Dans ce contexte, Marine Le Pen garantira le renouvellement de l'ensemble des composantes actuelles de la dissuasion et relancera le programme Système Préparatoire
Infra-Rouge pour l'ALErte, démonstrateur d'alerte avancée par satellite afin de maîtriser la menace balistique pouvant peser, un jour, sur notre pays. Si elle est élue présidente, elle
sanctuarisera tous les crédits de la dissuasion dans la future LPM 2018-2022.
Emmanuel Macron : Pour
le patron d'En Marche, les forces armées doivent être capables de "défendre l'existence même de la Nation". C'est "la raison d'être de notre armement nucléaire" qui a pour objectif de dissuader tout adversaire qui chercherait à s'en prendre aux intérêts vitaux de la
France. Emmanuel Macron a rappelé que plusieurs puissances développent leurs forces nucléaires, "que certaines d'entre elles n'hésitent pas à les manier à
des fins de démonstration et d'intimidation".
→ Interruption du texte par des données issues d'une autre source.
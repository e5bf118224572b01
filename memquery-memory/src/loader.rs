//! Reference loader keeping named collections in memory.
//!
//! [`MemoryLoader`] is what the tests and simple hosts use. Every clone shares the same
//! collections, and an async-aware write lock ensures only one operation touches
//! the collections at a time.

use std::{collections::HashMap, sync::Arc};

use async_trait::async_trait;
use mea::rwlock::RwLock;

use memquery_core::{
    context::RequestContext,
    document::{Collection, Document},
    error::{DocumentStoreError, DocumentStoreResult},
    loader::{CollectionLoader, LoaderBuilder},
};

type CollectionMap = HashMap<String, Collection>;

/// Thread-safe in-memory collection loader.
///
/// # Example
///
/// ```ignore
/// use bson::doc;
/// use memquery_memory::MemoryLoader;
/// use memquery_core::loader::LoaderBuilder;
///
/// let loader = MemoryLoader::builder()
///     .collection("users", vec![doc! { "_id": "a1", "name": "Alice" }])
///     .build()
///     .await?;
///
/// assert_eq!(loader.snapshot("users").await.map(|users| users.len()), Some(1));
/// ```
#[derive(Clone, Debug)]
pub struct MemoryLoader {
    collections: Arc<RwLock<CollectionMap>>,
    create_missing: bool,
}

impl Default for MemoryLoader {
    fn default() -> Self {
        Self::new()
    }
}

impl MemoryLoader {
    /// Creates an empty loader that creates collections on first use.
    pub fn new() -> Self {
        Self {
            collections: Arc::new(RwLock::new(CollectionMap::new())),
            create_missing: true,
        }
    }

    /// Creates a builder for seeding collections and choosing how unknown names behave.
    pub fn builder() -> MemoryLoaderBuilder {
        MemoryLoaderBuilder::default()
    }

    /// Returns a copy of the named collection, or `None` if it does not exist.
    pub async fn snapshot(&self, name: &str) -> Option<Collection> {
        self.collections.read().await.get(name).cloned()
    }

    /// Replaces the named collection.
    pub async fn set_collection(&self, name: impl Into<String>, documents: Collection) {
        self.collections.write().await.insert(name.into(), documents);
    }

    /// Lists the names of all collections, sorted.
    pub async fn list_collections(&self) -> Vec<String> {
        let mut names = self.collections.read().await.keys().cloned().collect::<Vec<_>>();
        names.sort();
        names
    }

    /// Drops the named collection, returning its documents.
    pub async fn drop_collection(&self, name: &str) -> Option<Collection> {
        self.collections.write().await.remove(name)
    }
}

#[async_trait]
impl CollectionLoader for MemoryLoader {
    async fn with_collection<F, R>(
        &self,
        name: &str,
        _context: &RequestContext,
        f: F,
    ) -> DocumentStoreResult<R>
    where
        F: FnOnce(&mut Collection) -> R + Send,
        R: Send,
    {
        let mut collections = self.collections.write().await;

        if self.create_missing && !collections.contains_key(name) {
            collections.insert(name.to_string(), Collection::new());
        }

        match collections.get_mut(name) {
            Some(collection) => Ok(f(collection)),
            None => Err(DocumentStoreError::CollectionNotFound(name.to_string())),
        }
    }
}

/// Builder for [`MemoryLoader`].
#[derive(Debug)]
pub struct MemoryLoaderBuilder {
    collections: CollectionMap,
    create_missing: bool,
}

impl Default for MemoryLoaderBuilder {
    fn default() -> Self {
        Self {
            collections: CollectionMap::new(),
            create_missing: true,
        }
    }
}

impl MemoryLoaderBuilder {
    /// Whether unknown collection names are created empty (the default) or fail with
    /// [`DocumentStoreError::CollectionNotFound`].
    pub fn create_missing(mut self, create_missing: bool) -> Self {
        self.create_missing = create_missing;
        self
    }

    /// Seeds a collection with documents, in the given order.
    pub fn collection(mut self, name: impl Into<String>, documents: impl IntoIterator<Item = Document>) -> Self {
        self.collections.insert(name.into(), documents.into_iter().collect());
        self
    }
}

#[async_trait]
impl LoaderBuilder for MemoryLoaderBuilder {
    type Loader = MemoryLoader;

    async fn build(self) -> DocumentStoreResult<Self::Loader> {
        Ok(MemoryLoader {
            collections: Arc::new(RwLock::new(self.collections)),
            create_missing: self.create_missing,
        })
    }
}

#[cfg(test)]
mod tests {
    use bson::doc;

    use super::*;

    #[tokio::test]
    async fn changes_are_shared_between_clones() {
        let loader = MemoryLoader::new();
        let clone = loader.clone();

        loader
            .with_collection("items", &RequestContext::new(), |items| items.push(doc! { "_id": "a" }))
            .await
            .unwrap();

        assert_eq!(clone.snapshot("items").await, Some(vec![doc! { "_id": "a" }]));
        assert_eq!(clone.list_collections().await, vec!["items".to_string()]);
    }

    #[tokio::test]
    async fn unknown_collections_can_be_refused() {
        let loader = MemoryLoader::builder()
            .create_missing(false)
            .collection("known", vec![doc! { "_id": 1 }])
            .build()
            .await
            .unwrap();

        let len = loader
            .with_collection("known", &RequestContext::new(), |items| items.len())
            .await
            .unwrap();
        assert_eq!(len, 1);

        let err = loader
            .with_collection("unknown", &RequestContext::new(), |items| items.len())
            .await
            .unwrap_err();
        assert!(matches!(err, DocumentStoreError::CollectionNotFound(ref name) if name == "unknown"));
        assert!(loader.snapshot("unknown").await.is_none());
    }

    #[tokio::test]
    async fn drop_and_replace_collections() {
        let loader = MemoryLoader::new();

        loader.set_collection("b", vec![doc! { "_id": 2 }]).await;
        loader.set_collection("a", Vec::new()).await;
        assert_eq!(loader.list_collections().await, vec!["a".to_string(), "b".to_string()]);

        assert_eq!(loader.drop_collection("b").await, Some(vec![doc! { "_id": 2 }]));
        assert_eq!(loader.drop_collection("b").await, None);
    }
}
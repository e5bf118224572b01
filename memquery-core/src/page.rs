//! Result shapes returned by queries.
//!
//! A query produces one of three outcomes depending on its [`ResultMode`](crate::query::ResultMode):
//! a bare count, a page of documents with the total number of matches, or the page alone.
//! The outcome serializes untagged, so protocol servers can write it out directly:
//!
//! ```ignore
//! use memquery_core::page::QueryOutcome;
//!
//! assert_eq!(serde_json::to_value(QueryOutcome::Count(3))?, serde_json::json!(3));
//! ```

use bson::Document;
use serde::{Deserialize, Serialize};

/// A page of results together with the number of documents matched before pagination.
///
/// # Type Parameters
///
/// * `T` - The type of items contained in this page
#[derive(Serialize, Deserialize, Debug, Clone, PartialEq)]
pub struct Page<T> {
    /// The documents on this page, after sorting, skipping, limiting and projection.
    pub value: Vec<T>,
    /// Number of documents matching the filter, ignoring skip and limit.
    pub count: usize,
}

impl<T> Page<T> {
    /// Creates a page.
    pub fn new(value: Vec<T>, count: usize) -> Self {
        Self { value, count }
    }
}

impl<T> Default for Page<T> {
    fn default() -> Self {
        Self { value: Vec::new(), count: 0 }
    }
}

/// The result of a query.
#[derive(Serialize, Deserialize, Debug, Clone, PartialEq)]
#[serde(untagged)]
pub enum QueryOutcome {
    /// Count mode: the number of matched documents.
    Count(usize),
    /// Inline-count mode: the page and the number of matched documents.
    InlineCount(Page<Document>),
    /// Default mode: the page.
    Values(Vec<Document>),
}

impl QueryOutcome {
    /// Returns the matched-document count, if this outcome carries one.
    pub fn count(&self) -> Option<usize> {
        match self {
            QueryOutcome::Count(count) => Some(*count),
            QueryOutcome::InlineCount(page) => Some(page.count),
            QueryOutcome::Values(_) => None,
        }
    }

    /// Returns the returned documents; empty in count mode.
    pub fn values(&self) -> &[Document] {
        match self {
            QueryOutcome::Count(_) => &[],
            QueryOutcome::InlineCount(page) => &page.value,
            QueryOutcome::Values(values) => values,
        }
    }

    /// Consumes the outcome, returning its documents.
    pub fn into_values(self) -> Vec<Document> {
        match self {
            QueryOutcome::Count(_) => Vec::new(),
            QueryOutcome::InlineCount(page) => page.value,
            QueryOutcome::Values(values) => values,
        }
    }
}
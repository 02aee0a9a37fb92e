//! Error types for the review boundary.
//!
//! `ConfigError` is fatal for an evaluation attempt and is surfaced to callers.
//! `ReviewError` never leaves `ReviewClient::evaluate`: it is logged and folded
//! into the fallback result.

use std::time::Duration;

use thiserror::Error;

#[derive(Debug, Error, Clone, PartialEq, Eq)]
pub enum ConfigError {
  #[error("evaluation credential missing: set {var}")]
  MissingCredential { var: String },
  #[error("failed to build HTTP client: {0}")]
  HttpClient(String),
}

#[derive(Debug, Error)]
pub enum ReviewError {
  #[error("transport error: {0}")]
  Transport(#[from] reqwest::Error),
  #[error("evaluation service HTTP {status}: {message}")]
  Status { status: u16, message: String },
  #[error("empty response from evaluation service")]
  EmptyBody,
  #[error("malformed review payload: {0}")]
  Malformed(#[from] serde_json::Error),
  #[error("review payload missing required field `{0}`")]
  MissingField(&'static str),
  #[error("no response within {0:?}")]
  Timeout(Duration),
}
Aussi, il entend maintenir les capacités de dissuasion sur le long terme. Au cours de son mandat, il prendrait les décisions nécessaires au renouvellement des deux
composantes, océanique et aéroportée, qui sont complémentaires. "Il y a beaucoup à faire, a-t-il estimé. Notre force de dissuasion est un élément clé de notre indépendance et de notre autonomie stratégique de décision et d'action : il ne peut être question, en la matière,
de l'affaiblir".
6/ Opérations extérieures
Marine Le Pen : Plus question pour la présidente du FN de
lancer "des politiques interventionnistes sans but". "Ces dernières années ont été marquées par une absence
totale de vision stratégique et d'objectifs finaux recherchés; sans stratégie de sortie ni cohérence globale entre diplomatie et intervention", estime-t-elle. Elles ont également "contribué
indirectement à une déstabilisation accélérée du monde (Irak pour les US, Afghanistan, Libye, Syrie, pour ce qui concernent nos engagements militaires)", affirme-t-elle.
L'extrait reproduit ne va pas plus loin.